Africa’s mobile connections may be edging closer to the one-billion mark, but growth in unique mobile subscribers—the number of individuals that have subscribed to a mobile service—will slow down over the next years says a a new a report from GSMA, the international organization of mobile operators and companies.
Africa currently has 367 million unique mobile subscribers, and its fastest growth period for these subscriptions was in the first half of this decade (2010-2015), with an annual growth rate of 13%. The GSMA now expects the growth rate of unique mobile subscribers to slow down to 6% in the second half of the decade (2015-2020).
One of the reasons the GSMA has cited for slow down in growth is ”a weak business case for rural network rollout”. According to GSMA mobile users in rural areas generate a low average revenue per user (ARPU) for mobile operators. The costs associated with setting up and maintaining networks in these areas is a barrier for operators wanting to extend their coverage, as it “makes it hard to justify the high costs of network deployment and maintenance in remote communities,” says the GSMA.
Tower sharing as a solution
Rural areas in Africa typically have a lower population density, making it difficult for operators to spread out their coverage. To address the coverage gap, the GSMA recommends (pdf, pg.5) infrastructure sharing as a strategy to extend coverage in rural areas.
In recent years, some of the continent’s leading operators, like MTN, have sold off their tower assets to tower management companies—known as “towercos”—to reduce their running costs.

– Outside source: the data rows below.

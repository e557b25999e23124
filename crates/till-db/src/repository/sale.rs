//! # Sale Repository
//!
//! Database operations for sale aggregates and the invoice counter.
//!
//! ## Aggregate Saves
//! A sale is loaded and stored whole: the sale row plus all of its line rows
//! in one transaction. Updates are guarded by an optimistic version check
//! (`WHERE version = ?`), so a writer holding a stale copy fails with
//! `DbError::StaleVersion` instead of silently clobbering newer data.
//!
//! ## Invoice Counter
//! ```text
//! INSERT INTO invoice_counters (day, seq) VALUES (?, 1)
//! ON CONFLICT (day) DO UPDATE SET seq = seq + 1
//! RETURNING seq
//! ```
//! One statement, one row per day: two registers creating sales at the same
//! moment get consecutive sequence numbers, never the same one.

use async_trait::async_trait;
use chrono::{DateTime, Utc};
use sqlx::{Sqlite, SqlitePool, Transaction};
use tracing::debug;

use till_core::{Money, PaymentMethod, Sale, SaleItem, SaleStatus};
use till_engine::{SaleLedger, StorageError};

use crate::error::{DbError, DbResult};

// =============================================================================
// Row types
// =============================================================================

/// A `sales` table row, before its lines are attached.
#[derive(Debug, sqlx::FromRow)]
struct SaleRow {
    id: String,
    invoice_number: String,
    sale_date: DateTime<Utc>,
    cashier_id: String,
    status: SaleStatus,
    subtotal_cents: i64,
    tax_cents: i64,
    total_cents: i64,
    payment_method: Option<PaymentMethod>,
    customer_name: Option<String>,
    customer_tax_id: Option<String>,
    completed_at: Option<DateTime<Utc>>,
    updated_at: DateTime<Utc>,
    version: i64,
}

impl SaleRow {
    fn into_sale(self, items: Vec<SaleItem>) -> Sale {
        Sale {
            id: self.id,
            invoice_number: self.invoice_number,
            sale_date: self.sale_date,
            cashier_id: self.cashier_id,
            status: self.status,
            subtotal_cents: self.subtotal_cents,
            tax_cents: self.tax_cents,
            total_cents: self.total_cents,
            payment_method: self.payment_method,
            customer_name: self.customer_name,
            customer_tax_id: self.customer_tax_id,
            completed_at: self.completed_at,
            updated_at: self.updated_at,
            version: self.version,
            items,
        }
    }
}

/// A `sale_items` table row. The owning sale id and position stay in the
/// database; in memory the `Vec` order carries them.
#[derive(Debug, sqlx::FromRow)]
struct SaleItemRow {
    id: String,
    product_id: String,
    name_snapshot: String,
    quantity: i64,
    unit_price_cents: i64,
    discount_cents: i64,
    line_total_cents: i64,
}

impl From<SaleItemRow> for SaleItem {
    fn from(row: SaleItemRow) -> Self {
        SaleItem {
            id: row.id,
            product_id: row.product_id,
            name_snapshot: row.name_snapshot,
            quantity: row.quantity,
            unit_price_cents: row.unit_price_cents,
            discount_cents: row.discount_cents,
            line_total_cents: row.line_total_cents,
        }
    }
}

const SALE_COLUMNS: &str = "id, invoice_number, sale_date, cashier_id, status, \
     subtotal_cents, tax_cents, total_cents, payment_method, customer_name, \
     customer_tax_id, completed_at, updated_at, version";

// =============================================================================
// Sale Repository
// =============================================================================

/// Repository for sale aggregate operations.
#[derive(Debug, Clone)]
pub struct SaleRepository {
    pool: SqlitePool,
}

impl SaleRepository {
    /// Creates a new SaleRepository.
    pub fn new(pool: SqlitePool) -> Self {
        SaleRepository { pool }
    }

    /// Loads a sale and its lines by id.
    pub async fn get_by_id(&self, id: &str) -> DbResult<Option<Sale>> {
        let query = format!("SELECT {SALE_COLUMNS} FROM sales WHERE id = ?1");
        let row = sqlx::query_as::<_, SaleRow>(&query)
            .bind(id)
            .fetch_optional(&self.pool)
            .await?;

        match row {
            Some(row) => {
                let items = self.load_items(&row.id).await?;
                Ok(Some(row.into_sale(items)))
            }
            None => Ok(None),
        }
    }

    /// Loads a sale by its invoice number.
    pub async fn get_by_invoice_number(&self, invoice_number: &str) -> DbResult<Option<Sale>> {
        let query = format!("SELECT {SALE_COLUMNS} FROM sales WHERE invoice_number = ?1");
        let row = sqlx::query_as::<_, SaleRow>(&query)
            .bind(invoice_number)
            .fetch_optional(&self.pool)
            .await?;

        match row {
            Some(row) => {
                let items = self.load_items(&row.id).await?;
                Ok(Some(row.into_sale(items)))
            }
            None => Ok(None),
        }
    }

    /// Persists a new sale aggregate (sale row + line rows, one transaction).
    ///
    /// Fails with `DbError::UniqueViolation` if the invoice number is taken.
    pub async fn insert_sale(&self, sale: &Sale) -> DbResult<()> {
        debug!(id = %sale.id, invoice_number = %sale.invoice_number, "Inserting sale");

        let mut tx = self.pool.begin().await?;

        sqlx::query(
            r#"
            INSERT INTO sales (
                id, invoice_number, sale_date, cashier_id, status,
                subtotal_cents, tax_cents, total_cents,
                payment_method, customer_name, customer_tax_id,
                completed_at, updated_at, version
            ) VALUES (?1, ?2, ?3, ?4, ?5, ?6, ?7, ?8, ?9, ?10, ?11, ?12, ?13, ?14)
            "#,
        )
        .bind(&sale.id)
        .bind(&sale.invoice_number)
        .bind(sale.sale_date)
        .bind(&sale.cashier_id)
        .bind(sale.status)
        .bind(sale.subtotal_cents)
        .bind(sale.tax_cents)
        .bind(sale.total_cents)
        .bind(sale.payment_method)
        .bind(&sale.customer_name)
        .bind(&sale.customer_tax_id)
        .bind(sale.completed_at)
        .bind(sale.updated_at)
        .bind(sale.version)
        .execute(&mut *tx)
        .await?;

        Self::insert_items(&mut tx, sale).await?;

        tx.commit().await?;
        Ok(())
    }

    /// Persists an existing sale aggregate.
    ///
    /// The write applies only if the stored version equals `sale.version`;
    /// on success the stored version becomes `sale.version + 1`. Line rows
    /// are rewritten in the same transaction, so readers always see a
    /// consistent aggregate.
    pub async fn update_sale(&self, sale: &Sale) -> DbResult<()> {
        debug!(id = %sale.id, version = sale.version, "Updating sale");

        let mut tx = self.pool.begin().await?;

        let result = sqlx::query(
            r#"
            UPDATE sales SET
                status = ?2,
                subtotal_cents = ?3,
                tax_cents = ?4,
                total_cents = ?5,
                payment_method = ?6,
                customer_name = ?7,
                customer_tax_id = ?8,
                completed_at = ?9,
                updated_at = ?10,
                version = version + 1
            WHERE id = ?1 AND version = ?11
            "#,
        )
        .bind(&sale.id)
        .bind(sale.status)
        .bind(sale.subtotal_cents)
        .bind(sale.tax_cents)
        .bind(sale.total_cents)
        .bind(sale.payment_method)
        .bind(&sale.customer_name)
        .bind(&sale.customer_tax_id)
        .bind(sale.completed_at)
        .bind(sale.updated_at)
        .bind(sale.version)
        .execute(&mut *tx)
        .await?;

        if result.rows_affected() == 0 {
            let exists: Option<i64> = sqlx::query_scalar("SELECT 1 FROM sales WHERE id = ?1")
                .bind(&sale.id)
                .fetch_optional(&mut *tx)
                .await?;
            tx.rollback().await?;

            return if exists.is_some() {
                Err(DbError::stale("Sale", &sale.id))
            } else {
                Err(DbError::not_found("Sale", &sale.id))
            };
        }

        sqlx::query("DELETE FROM sale_items WHERE sale_id = ?1")
            .bind(&sale.id)
            .execute(&mut *tx)
            .await?;
        Self::insert_items(&mut tx, sale).await?;

        tx.commit().await?;
        Ok(())
    }

    /// Deletes a sale. Its line rows go with it (ON DELETE CASCADE).
    pub async fn delete(&self, id: &str) -> DbResult<()> {
        let result = sqlx::query("DELETE FROM sales WHERE id = ?1")
            .bind(id)
            .execute(&self.pool)
            .await?;

        if result.rows_affected() == 0 {
            return Err(DbError::not_found("Sale", id));
        }

        Ok(())
    }

    /// Sales opened in `[start, end)`, oldest first.
    pub async fn find_between(
        &self,
        start: DateTime<Utc>,
        end: DateTime<Utc>,
    ) -> DbResult<Vec<Sale>> {
        let query = format!(
            "SELECT {SALE_COLUMNS} FROM sales \
             WHERE sale_date >= ?1 AND sale_date < ?2 \
             ORDER BY sale_date"
        );
        let rows = sqlx::query_as::<_, SaleRow>(&query)
            .bind(start)
            .bind(end)
            .fetch_all(&self.pool)
            .await?;

        let mut sales = Vec::with_capacity(rows.len());
        for row in rows {
            let items = self.load_items(&row.id).await?;
            sales.push(row.into_sale(items));
        }

        Ok(sales)
    }

    /// Sum of totals over COMPLETED sales opened in `[start, end)`.
    pub async fn total_completed_between(
        &self,
        start: DateTime<Utc>,
        end: DateTime<Utc>,
    ) -> DbResult<Money> {
        let total: i64 = sqlx::query_scalar(
            r#"
            SELECT COALESCE(SUM(total_cents), 0)
            FROM sales
            WHERE status = ?1 AND sale_date >= ?2 AND sale_date < ?3
            "#,
        )
        .bind(SaleStatus::Completed)
        .bind(start)
        .bind(end)
        .fetch_one(&self.pool)
        .await?;

        Ok(Money::from_cents(total))
    }

    /// Next value of the atomic per-day invoice sequence.
    pub async fn next_invoice_sequence(&self, date_prefix: &str) -> DbResult<i64> {
        let seq: i64 = sqlx::query_scalar(
            r#"
            INSERT INTO invoice_counters (day, seq) VALUES (?1, 1)
            ON CONFLICT (day) DO UPDATE SET seq = seq + 1
            RETURNING seq
            "#,
        )
        .bind(date_prefix)
        .fetch_one(&self.pool)
        .await?;

        Ok(seq)
    }

    /// Loads a sale's lines in display order.
    async fn load_items(&self, sale_id: &str) -> DbResult<Vec<SaleItem>> {
        let rows = sqlx::query_as::<_, SaleItemRow>(
            r#"
            SELECT id, product_id, name_snapshot, quantity,
                   unit_price_cents, discount_cents, line_total_cents
            FROM sale_items
            WHERE sale_id = ?1
            ORDER BY position
            "#,
        )
        .bind(sale_id)
        .fetch_all(&self.pool)
        .await?;

        Ok(rows.into_iter().map(SaleItem::from).collect())
    }

    /// Inserts a sale's line rows, positions taken from Vec order.
    async fn insert_items(tx: &mut Transaction<'_, Sqlite>, sale: &Sale) -> DbResult<()> {
        for (position, item) in sale.items.iter().enumerate() {
            sqlx::query(
                r#"
                INSERT INTO sale_items (
                    id, sale_id, position, product_id, name_snapshot,
                    quantity, unit_price_cents, discount_cents, line_total_cents
                ) VALUES (?1, ?2, ?3, ?4, ?5, ?6, ?7, ?8, ?9)
                "#,
            )
            .bind(&item.id)
            .bind(&sale.id)
            .bind(position as i64)
            .bind(&item.product_id)
            .bind(&item.name_snapshot)
            .bind(item.quantity)
            .bind(item.unit_price_cents)
            .bind(item.discount_cents)
            .bind(item.line_total_cents)
            .execute(&mut **tx)
            .await?;
        }

        Ok(())
    }
}

// =============================================================================
// SaleLedger implementation
// =============================================================================

#[async_trait]
impl SaleLedger for SaleRepository {
    async fn find_by_id(&self, id: &str) -> Result<Option<Sale>, StorageError> {
        Ok(self.get_by_id(id).await?)
    }

    async fn find_by_invoice_number(
        &self,
        invoice_number: &str,
    ) -> Result<Option<Sale>, StorageError> {
        Ok(self.get_by_invoice_number(invoice_number).await?)
    }

    async fn insert(&self, sale: &Sale) -> Result<(), StorageError> {
        Ok(self.insert_sale(sale).await?)
    }

    async fn update(&self, sale: &Sale) -> Result<(), StorageError> {
        Ok(self.update_sale(sale).await?)
    }

    async fn find_between(
        &self,
        start: DateTime<Utc>,
        end: DateTime<Utc>,
    ) -> Result<Vec<Sale>, StorageError> {
        Ok(SaleRepository::find_between(self, start, end).await?)
    }

    async fn total_completed_between(
        &self,
        start: DateTime<Utc>,
        end: DateTime<Utc>,
    ) -> Result<Money, StorageError> {
        Ok(SaleRepository::total_completed_between(self, start, end).await?)
    }

    async fn next_invoice_sequence(&self, date_prefix: &str) -> Result<i64, StorageError> {
        Ok(SaleRepository::next_invoice_sequence(self, date_prefix).await?)
    }
}

// =============================================================================
// Unit Tests
// =============================================================================
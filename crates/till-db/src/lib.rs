//! # till-db: Database Layer for Tillpoint
//!
//! SQLite storage for the sale engine, built on sqlx.
//!
//! ## Architecture Position
//! ```text
//! ┌─────────────────────────────────────────────────────────────────────┐
//! │                      Tillpoint Data Flow                            │
//! │                                                                     │
//! │  SaleEngine (till-engine)                                           │
//! │       │  CatalogStore / SaleLedger traits                           │
//! │       ▼                                                             │
//! │  ┌───────────────────────────────────────────────────────────────┐  │
//! │  │                    till-db (THIS CRATE)                       │  │
//! │  │                                                               │  │
//! │  │   ┌───────────────┐   ┌────────────────┐   ┌──────────────┐  │  │
//! │  │   │   Database    │   │  Repositories  │   │  Migrations  │  │  │
//! │  │   │   (pool.rs)   │◄──│  product.rs    │   │  (embedded)  │  │  │
//! │  │   │  SqlitePool   │   │  sale.rs       │   │  001_init    │  │  │
//! │  │   └───────────────┘   └────────────────┘   └──────────────┘  │  │
//! │  └───────────────────────────────────────────────────────────────┘  │
//! │       │                                                             │
//! │       ▼                                                             │
//! │  SQLite database file (WAL mode)                                    │
//! └─────────────────────────────────────────────────────────────────────┘
//! ```
//!
//! ## Usage
//!
//! ```rust,ignore
//! use till_db::{Database, DbConfig};
//!
//! let db = Database::new(DbConfig::new("path/to/till.db")).await?;
//! let engine = db.engine();
//!
//! let sale = engine.create_sale("cashier-7").await?;
//! ```

// =============================================================================
// Module Declarations
// =============================================================================

pub mod error;
pub mod migrations;
pub mod pool;
pub mod repository;

// =============================================================================
// Re-exports
// =============================================================================

pub use error::{DbError, DbResult};
pub use pool::{Database, DbConfig};

pub use repository::product::ProductRepository;
pub use repository::sale::SaleRepository;
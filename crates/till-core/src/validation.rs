//! # Validation Module
//!
//! Input validation for caller-supplied values, run before business logic.
//!
//! Storage constraints (NOT NULL, UNIQUE, foreign keys) back these checks at
//! the database layer; validating here gives callers precise errors instead
//! of constraint violations.

use crate::error::{ValidationError, ValidationResult};
use crate::MAX_ITEM_QUANTITY;

// =============================================================================
// String Validators
// =============================================================================

/// Validates a product barcode.
///
/// ## Rules
/// - Must not be empty
/// - Maximum 64 characters
/// - Only alphanumeric characters and hyphens
///
/// ```rust
/// use till_core::validation::validate_barcode;
///
/// assert!(validate_barcode("5901234123457").is_ok());
/// assert!(validate_barcode("").is_err());
/// assert!(validate_barcode("has space").is_err());
/// ```
pub fn validate_barcode(barcode: &str) -> ValidationResult<()> {
    let barcode = barcode.trim();

    if barcode.is_empty() {
        return Err(ValidationError::Required {
            field: "barcode".to_string(),
        });
    }

    if barcode.len() > 64 {
        return Err(ValidationError::TooLong {
            field: "barcode".to_string(),
            max: 64,
        });
    }

    if !barcode.chars().all(|c| c.is_alphanumeric() || c == '-') {
        return Err(ValidationError::InvalidFormat {
            field: "barcode".to_string(),
            reason: "must contain only letters, numbers, and hyphens".to_string(),
        });
    }

    Ok(())
}

/// Validates a cashier identifier.
pub fn validate_cashier_id(cashier_id: &str) -> ValidationResult<()> {
    if cashier_id.trim().is_empty() {
        return Err(ValidationError::Required {
            field: "cashier_id".to_string(),
        });
    }

    Ok(())
}

/// Validates a product name.
pub fn validate_product_name(name: &str) -> ValidationResult<()> {
    let name = name.trim();

    if name.is_empty() {
        return Err(ValidationError::Required {
            field: "name".to_string(),
        });
    }

    if name.len() > 200 {
        return Err(ValidationError::TooLong {
            field: "name".to_string(),
            max: 200,
        });
    }

    Ok(())
}

// =============================================================================
// Numeric Validators
// =============================================================================

/// Validates a line quantity.
///
/// ## Rules
/// - Must be positive (> 0)
/// - Must not exceed MAX_ITEM_QUANTITY (999)
pub fn validate_quantity(qty: i64) -> ValidationResult<()> {
    if qty <= 0 {
        return Err(ValidationError::MustBePositive {
            field: "quantity".to_string(),
        });
    }

    if qty > MAX_ITEM_QUANTITY {
        return Err(ValidationError::OutOfRange {
            field: "quantity".to_string(),
            min: 1,
            max: MAX_ITEM_QUANTITY,
        });
    }

    Ok(())
}

/// Validates a price in cents. Zero is allowed (free items).
pub fn validate_price_cents(cents: i64) -> ValidationResult<()> {
    if cents < 0 {
        return Err(ValidationError::OutOfRange {
            field: "price".to_string(),
            min: 0,
            max: i64::MAX,
        });
    }

    Ok(())
}

/// Validates a line discount in cents against the gross line amount.
///
/// A discount may not be negative and may not exceed the gross
/// (quantity × unit price), which would drive the line total negative.
pub fn validate_discount_cents(discount: i64, gross: i64) -> ValidationResult<()> {
    if discount < 0 || discount > gross {
        return Err(ValidationError::OutOfRange {
            field: "discount".to_string(),
            min: 0,
            max: gross,
        });
    }

    Ok(())
}

// =============================================================================
// Unit Tests
// =============================================================================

In turn, this has helped operators who may not have the infrastructure in particular areas to take out a tower lease from a towerco, in order to extend network coverage without incurring capital expenditure costs.
With over a quarter of Africa’s estimated 165 000 towers operated by independent tower management companies, tower the GSMA argues that infrastructure sharing could help “provide coverage in areas that would otherwise be uneconomical”.